Das Bild zeigt die Programmkommission beim Start: Von links Katrin Rose, Astrid Rejzek, Frieder Kaufmann, Daniela Dalpke, Simon Kaufmann, Ina Renz, Kathrin Lariviere
Die Einleitung unseres Programms „Verändern, um zu bewahren“ gibt einen ersten Einblick:
„In der Corona-Pandemie haben sich manche bestehenden Herausforderungen weiter verschärft, für andere sind neue, ausbaufähige Ansätze entstanden. Unter dem Leitmotto „Verändern, um zu bewahren“, zeigt unser Wahlprogramm, wie wir trotz und gerade in Zeiten, in denen wir alle durch die Corona-Pandemie erschüttert werden, Schritt für Schritt diesen Herausforderungen begegnen können. Im Mittelpunkt stehen dabei Themen rund um den Klimaschutz, Fragen des sozialen Zusammenhalts und der sozialen Stabilität sowie Möglichkeiten zur Förderung der lokalen Wirtschaft. So möchten wir unsere Gemeinde weiter stärken. Für und mit den BürgerInnen von Roßdorf und Gundernhausen. Um nachhaltig die Lebensqualität in unserer Gemeinde zu bewahren.“
Der komplette Programmtext wird nach der Mitgliederversammlung im November auf unserer Homepage zu finden sein.

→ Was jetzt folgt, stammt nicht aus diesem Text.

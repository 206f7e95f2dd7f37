//! Live attendance view: ordered reconciliation onto a presentation sink.
//!
//! # Responsibility
//! - Keep rendered rows in timestamp order as change batches arrive.
//! - Render record fields into slot content.
//!
//! # See also
//! - `feed` for the sources that drive the reconciler.

pub mod memory_sink;
pub mod reconciler;
pub mod render;
pub mod sink;
//! Presentation sink contract.
//!
//! A sink is the rendering surface: an ordered list of slots addressable by
//! record identity, below one fixed header slot the reconciler never touches.

use crate::model::record::RecordId;
use crate::view::render::RenderedSlot;

/// Where a new slot goes relative to the existing ones.
#[derive(Debug, Clone, PartialEq, Eq)]
pub enum InsertPosition {
    Before(RecordId),
    End,
}

/// Outbound operations the reconciler performs on the rendering surface.
///
/// Implementations must tolerate a `Before` anchor they do not know by
/// appending instead.
pub trait PresentationSink {
    fn insert_at(&mut self, id: &RecordId, slot: RenderedSlot, position: InsertPosition);
    fn update_in_place(&mut self, id: &RecordId, slot: RenderedSlot);
    fn remove(&mut self, id: &RecordId);
    /// Moves a slot from pending to visible.
    fn reveal(&mut self, id: &RecordId);
}

impl<S: PresentationSink + ?Sized> PresentationSink for &mut S {
    fn insert_at(&mut self, id: &RecordId, slot: RenderedSlot, position: InsertPosition) {
        (**self).insert_at(id, slot, position);
    }

    fn update_in_place(&mut self, id: &RecordId, slot: RenderedSlot) {
        (**self).update_in_place(id, slot);
    }

    fn remove(&mut self, id: &RecordId) {
        (**self).remove(id);
    }

    fn reveal(&mut self, id: &RecordId) {
        (**self).reveal(id);
    }
}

Zu unserem zentralen Thema Klimaschutz gab es kürzlich im Bundestag in einer Art Themenwoche mehrere Debatten rund um das Thema Nachhaltigkeit. Auch auf EU-Ebene forderte von der Leyen strengere Klimaziele.

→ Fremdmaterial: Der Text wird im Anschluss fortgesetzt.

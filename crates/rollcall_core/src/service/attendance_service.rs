//! Attendance submission use-case service.
//!
//! # Responsibility
//! - Turn a submitted form into a stored attendance document.
//! - Accept or reject picked media files before they reach the image
//!   capability.
//!
//! # Invariants
//! - Only signed-in users can submit.
//! - Stored documents start without a timestamp; the store assigns it when
//!   the write is acknowledged.
//! - A failed write is logged and returned; the caller can simply retry.

use crate::capability::{Capabilities, CapabilityError, MediaFile};
use crate::model::record::{DisplayFields, Record, RecordId};
use crate::repo::attendance_repo::{AttendanceRepository, RepoError, RepoResult};
use crate::service::session::{AuthSession, Notice};
use log::{error, info, warn};
use std::error::Error;
use std::fmt::{Display, Formatter};

/// Values from the attendance form.
#[derive(Debug, Clone, Default, PartialEq, Eq)]
pub struct AttendanceForm {
    pub subject: String,
    pub rollno: String,
    pub name: String,
}

impl AttendanceForm {
    pub fn new(
        subject: impl Into<String>,
        rollno: impl Into<String>,
        name: impl Into<String>,
    ) -> Self {
        Self {
            subject: subject.into(),
            rollno: rollno.into(),
            name: name.into(),
        }
    }

    /// Whether the submit control should be enabled.
    pub fn can_submit(&self) -> bool {
        !self.name.trim().is_empty()
    }
}

#[derive(Debug)]
pub enum SubmitError {
    /// Advisory notice for the user; nothing was written.
    Notice(Notice),
    MissingSubject,
    Write(RepoError),
    Capability(CapabilityError),
}

impl Display for SubmitError {
    fn fmt(&self, f: &mut Formatter<'_>) -> std::fmt::Result {
        match self {
            Self::Notice(notice) => f.write_str(notice.message()),
            Self::MissingSubject => write!(f, "pick a subject before submitting"),
            Self::Write(err) => write!(f, "error writing attendance record: {err}"),
            Self::Capability(err) => write!(f, "{err}"),
        }
    }
}

impl Error for SubmitError {
    fn source(&self) -> Option<&(dyn Error + 'static)> {
        match self {
            Self::Write(err) => Some(err),
            Self::Capability(err) => Some(err),
            Self::Notice(_) | Self::MissingSubject => None,
        }
    }
}

impl From<Notice> for SubmitError {
    fn from(value: Notice) -> Self {
        Self::Notice(value)
    }
}

/// Successful submission.
#[derive(Debug, Clone, PartialEq, Eq)]
pub struct Submitted {
    pub id: RecordId,
    pub notice: Notice,
}

pub struct AttendanceService<R: AttendanceRepository> {
    repo: R,
}

impl<R: AttendanceRepository> AttendanceService<R> {
    pub fn new(repo: R) -> Self {
        Self { repo }
    }

    /// Stores one attendance entry for the signed-in user.
    ///
    /// # Errors
    /// - `MissingSubject` when no subject was picked.
    /// - `Notice(MustSignIn)` when nobody is signed in.
    /// - `Write` when the store rejects the document.
    pub fn submit(
        &self,
        session: &AuthSession,
        form: &AttendanceForm,
    ) -> Result<Submitted, SubmitError> {
        if form.subject.trim().is_empty() {
            return Err(SubmitError::MissingSubject);
        }
        session.require_signed_in()?;

        let record = Record::new(DisplayFields {
            profile_pic_url: Some(session.profile_pic_url()),
            ..DisplayFields::attendance(
                form.name.trim(),
                form.subject.trim(),
                form.rollno.trim(),
            )
        });

        match self.repo.create_record(&record) {
            Ok(id) => {
                info!(
                    "event=attendance_submit module=service status=ok record_id={} subject={}",
                    id, record.fields.text
                );
                Ok(Submitted {
                    id,
                    notice: Notice::AttendanceCaptured,
                })
            }
            Err(err) => {
                error!(
                    "event=attendance_submit module=service status=error record_id={} error={}",
                    record.id, err
                );
                Err(SubmitError::Write(err))
            }
        }
    }

    /// Acknowledges pending writes with the store's clock reading.
    pub fn acknowledge_pending(&self, server_ms: i64) -> RepoResult<usize> {
        self.repo.stamp_pending(server_ms)
    }

    /// Deletes one entry by id.
    pub fn delete(&self, id: &RecordId) -> RepoResult<()> {
        self.repo.delete_record(id)
    }

    /// Posts a picked image through the image-message capability.
    ///
    /// # Errors
    /// - `Notice(ImagesOnly)` when the file is not an image.
    /// - `Notice(MustSignIn)` when nobody is signed in.
    /// - `Capability` when no uploader is configured or it fails.
    pub fn submit_image(
        &self,
        session: &AuthSession,
        file: &MediaFile,
        capabilities: &Capabilities,
    ) -> Result<RecordId, SubmitError> {
        if !file.is_image() {
            warn!(
                "event=media_select module=service status=rejected mime_type={}",
                file.mime_type
            );
            return Err(SubmitError::Notice(Notice::ImagesOnly));
        }
        let user = session.require_signed_in()?;
        capabilities
            .save_image_message(&user.display_name, file)
            .map_err(SubmitError::Capability)
    }

    pub fn repo(&self) -> &R {
        &self.repo
    }
}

Das ist dringend notwendig: Im August wurde eine Studie veröffentlicht, die zeigt, dass in Grönland der erste Klimakipppunkt wahrscheinlich bereits überschritten wurde. Und das, obwohl die globale Erdtemperaturerhöhung noch unter dem kritischen Temperaturanstieg von 1,5 °C liegt. In Grönland fanden die Forschenden heraus, dass sich die natürliche Ab- und Zunahme des Eisschilds verändert hat: Früher wurde das im Sommer geschmolzene Eis durch Schneefall im Winter wieder ausgeglichen. Die Auswertung von Satellitenbildern der letzten 30 Jahre zeigt, dass dieser Ausgleich nicht mehr gegeben ist. Damit kommt ein Prozess in Gang, der sich nicht mehr umkehren lässt.
Das Ökosystem kommt nicht mehr zu seinen alten Bedingungen zurück. Auch wenn Grönland weit entfernt ist, hat dies globale Auswirkungen. ( Quelle „Nature“)
In einem Faktenblatt vom 10.9.2020 werden gesicherte Forschungsergebnisse zur Klimakrise zusammengefasst, die in der Wissenschaft unumstritten sind:
„Er ist real. Wir sind die Ursache. Er ist gefährlich. Die Fachleute sind sich einig. Wir können noch etwas tun“ – nur zwanzig Worte braucht es, um die absoluten Kerninformationen zur Klimakrise bündig zusammenzufassen.
Zu den Gründen der Erderhitzung stellt das Dokument unmissverständlich klar: „Die vielfältigen Forschungen haben natürliche Ursachen für den aktuellen, sehr schnellen und steilen Temperaturanstieg ausgeschlossen. Er ist nur durch die menschengemachte Verstärkung des Treibhauseffekts erklärbar.“ (Quelle: klimafakten.de Was wir heute übers Klima wissen.)
Die Klimakrise bedroht uns alle. Wir müssen in allen Bereichen unseres Lebens Maßnahmen ergreifen, diese zu stoppen. Im privaten wie auch auf politischer Ebene. Was wir hierfür als Gemeinde beitragen können, ohne unsere Lebensqualität zu verlieren, zeigen wir in unserem Wahlprogramm. Denn Klimaschutz kann ein Gewinn für alle sein.
Wir können gemeinsam Dinge schaffen, wenn wir etwas tun!